Une proposition à laquelle le gouvernement semble favorable puisque cette mesure figure dans la révision de la Loi sur la prévoyance professionnelle qu’il présentera au Parlement au mois de juin.

A condition, toutefois, que la caisse concernée ait reçu l’aval de l’autorité cantonale de surveillance et que des mesures d’assainissement financier soient en cours.

De son côté, le patronat estime qu’un nouvel abaissement «significatif» du taux d’intérêt minimum garanti sur les avoirs des caisses de pension permettra de remédier à la situation.

L’économie suisse pourrait en pâtir

Une autre proposition vise à augmenter les prélèvements chez les employés comme auprès de l’employeur. Une initiative qui grèverait le pouvoir d’achat des ménages comme les capacités d’investissement des entreprises.

Au moment où l’économie fait les frais d’une demande anémique, une telle mesure risque de freiner considérablement le processus de reprise économique.

Certains parlent encore d’une diminution des prestations offertes par les caisses de pension tandis que le Conseil fédéral pourrait proposer un prélèvement extraordinaire sur les rentes dans le but d’assainir le système.

Ces deux options font frémir puisque les rentiers, principalement, paieraient les excès boursiers de la fin des années 90.

Les anciennes caisses publiques en difficulté

Un autre problème auquel le gouvernement sera contraint de trouver une solution concerne les anciennes caisses de pension publiques qui pouvaient se permettre d’avoir un taux de couverture inférieur à 100% puisqu’elles profitaient de la garantie de l’Etat.

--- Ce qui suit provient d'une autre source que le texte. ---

//! CLI error types.

use std::fmt;

use error_stack::Report;
use inkybay_common::error::InkyBayError;

#[derive(Debug)]
pub enum CliError {
    /// Settings could not be loaded or validated
    Config(String),
    /// The request could not be signed or assembled
    Signing(String),
    /// Malformed JSON input or output
    Json(String),
    /// Transport failure talking to InkyBay
    Http(String),
    /// InkyBay answered with a non-2xx status
    Upstream(u16),
}

impl fmt::Display for CliError {
    fn fmt(&self, f: &mut fmt::Formatter<'_>) -> fmt::Result {
        match self {
            CliError::Config(msg) => write!(f, "Configuration error: {}", msg),
            CliError::Signing(msg) => write!(f, "Signing error: {}", msg),
            CliError::Json(msg) => write!(f, "JSON error: {}", msg),
            CliError::Http(msg) => write!(f, "HTTP error: {}", msg),
            CliError::Upstream(status) => write!(f, "InkyBay returned HTTP {}", status),
        }
    }
}

impl std::error::Error for CliError {}

impl From<serde_json::Error> for CliError {
    fn from(err: serde_json::Error) -> Self {
        CliError::Json(err.to_string())
    }
}

impl From<ureq::Error> for CliError {
    fn from(err: ureq::Error) -> Self {
        CliError::Http(err.to_string())
    }
}

impl From<Report<InkyBayError>> for CliError {
    fn from(report: Report<InkyBayError>) -> Self {
        match report.current_context() {
            InkyBayError::Configuration { .. } => CliError::Config(format!("{:?}", report)),
            InkyBayError::Upstream { .. } => {
                CliError::Http(report.current_context().to_string())
            }
            InkyBayError::InvalidOperation { .. } | InkyBayError::InvalidRequest { .. } => {
                CliError::Signing(report.current_context().to_string())
            }
        }
    }
}

#[cfg(test)]
mod tests {
    use super::*;

    #[test]
    fn test_cli_error_display() {
        assert_eq!(
            format!("{}", CliError::Config("test".into())),
            "Configuration error: test"
        );
        assert_eq!(
            format!("{}", CliError::Signing("test".into())),
            "Signing error: test"
        );
        assert_eq!(
            format!("{}", CliError::Json("test".into())),
            "JSON error: test"
        );
        assert_eq!(
            format!("{}", CliError::Http("test".into())),
            "HTTP error: test"
        );
        assert_eq!(
            format!("{}", CliError::Upstream(403)),
            "InkyBay returned HTTP 403"
        );
    }

    #[test]
    fn test_upstream_maps_to_http() {
        let report = Report::new(InkyBayError::Upstream {
            message: "response body exceeds 4 bytes (HTTP 200)".into(),
        });
        match CliError::from(report) {
            CliError::Http(msg) => assert_eq!(
                msg,
                "Upstream error: response body exceeds 4 bytes (HTTP 200)"
            ),
            other => panic!("Expected Http variant, got {other:?}"),
        }
    }

    #[test]
    fn test_invalid_operation_maps_to_signing() {
        let report = Report::new(InkyBayError::InvalidOperation {
            operation: "delete".into(),
        });
        match CliError::from(report) {
            CliError::Signing(msg) => assert_eq!(msg, "Invalid operation: delete"),
            other => panic!("Expected Signing variant, got {other:?}"),
        }
    }

    #[test]
    fn test_configuration_maps_to_config() {
        let report = Report::new(InkyBayError::Configuration {
            message: "bad base url".into(),
        });
        assert!(matches!(CliError::from(report), CliError::Config(_)));
    }
}
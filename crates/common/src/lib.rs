//! Common functionality for calling the InkyBay shop API.
//!
//! This crate provides the signed-request contract shared by the CLI and any
//! back-office route handler that proxies shop lookups to InkyBay.
//!
//! # Modules
//!
//! - [`constants`]: Header names and fixed wire values
//! - [`error`]: Error types and HTTP status mapping
//! - [`http_util`]: Turning a signed envelope into an outbound HTTP request
//! - [`logging`]: Logger setup
//! - [`relay`]: Relaying upstream status and body back to the caller
//! - [`request_signing`]: HMAC-SHA256 request signing and verification
//! - [`settings`]: Configuration loading and validation
//! - [`shop`]: Allowed operations and their request bodies
//! - [`test_support`]: Testing utilities

pub mod constants;
pub mod error;
pub mod http_util;
pub mod logging;
pub mod relay;
pub mod request_signing;
pub mod settings;
pub mod shop;
//! Configuration loading and the `config validate` command.
//!
//! Settings come from an optional TOML file merged with environment variables
//! prefixed with `INKYBAY__`. For example, `INKYBAY__INKYBAY__BASE_URL`
//! overrides `inkybay.base_url`. Without a file, the environment alone must
//! supply every required field.

use std::path::Path;

use inkybay_common::settings::Settings;
use inkybay_common::shop::Operation;

use crate::error::CliError;

pub(crate) fn load_settings(file: Option<&Path>) -> Result<Settings, CliError> {
    let settings = match file {
        Some(path) => {
            log::debug!("Loading config from: {}", path.display());
            Settings::from_file(path)
        }
        None => {
            log::debug!("No config file given, reading INKYBAY__ environment variables");
            Settings::from_env()
        }
    };

    settings.map_err(|e| CliError::Config(format!("Failed to load settings: {:?}", e)))
}

/// Validate configuration and print a summary with credentials redacted.
pub fn validate(file: Option<&Path>, verbose: bool) -> Result<(), CliError> {
    let settings = load_settings(file)?;
    let signer = settings.request_signer()?;

    println!("Configuration is valid");
    match file {
        Some(path) => println!("  File: {}", path.display()),
        None => println!("  Source: environment"),
    }
    println!("  Base URL: {}", signer.base_url());
    println!("  Timeout: {}s", settings.inkybay.timeout_secs);
    println!(
        "  API key: [REDACTED] ({} chars)",
        settings.inkybay.api_key.chars().count()
    );

    if verbose {
        println!("\nEndpoints:");
        for op in Operation::ALL {
            println!("  - {}: {}", op, signer.endpoint_url(op)?);
        }
    }

    Ok(())
}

Elles sont devenues autonomes à la suite de la transformation de certaines régies fédérales en entités de droit privé.

C’est le cas des CFF. Devenue une société anonyme (SA) juste avant l’effondrement de la bourse, la caisse de retraites de la régie ne disposait pas de réserves suffisantes pour faire face.


Affichant un taux de couverture de 85%, les CFF demandent aujourd’hui à leur propriétaire, la Confédération, de combler un découvert qui atteint 2,7 milliards de francs.

Un engrenage dans lequel le gouvernement ne veut pas s’engager. S’il cédait pour les CFF, il lui faudrait ensuite faire face aux doléances de la Poste ou de Swisscom qui sont dans la même situation.

Même si légalement le fonds de compensation fédéral est censé couvrir les prestations financières qu’une caisse de pension serait dans l’incapacité de fournir à ses assurés, ses avoirs ne sont pas extensibles à l’infini. Surtout au vu des performances actuelles des marchés financiers.

Les réformes feront mal

Par conséquent, les réformes sont inévitables. Et comme chaque fois qu’une réforme est dictée par la nécessité économique, elles seront forcément douloureuses. Pour l’heure les dirigeants des caisses de pension naviguent à vue.

«Nous attendons de l’Etat qu’il tranche entre les mesures admissibles et celles qui ne le sont pas», explique Raymond Schmutz, professeur à l’Ecole des Hautes Etudes Commerciales (HEC) et collaborateur de HPR, une société de conseil pour caisses de pension.

D’ici à la mi-avril, délai que s’est fixé le gouvernement pour présenter son projet de réforme de la loi, le débat se poursuivra. Et même très certainement au-delà.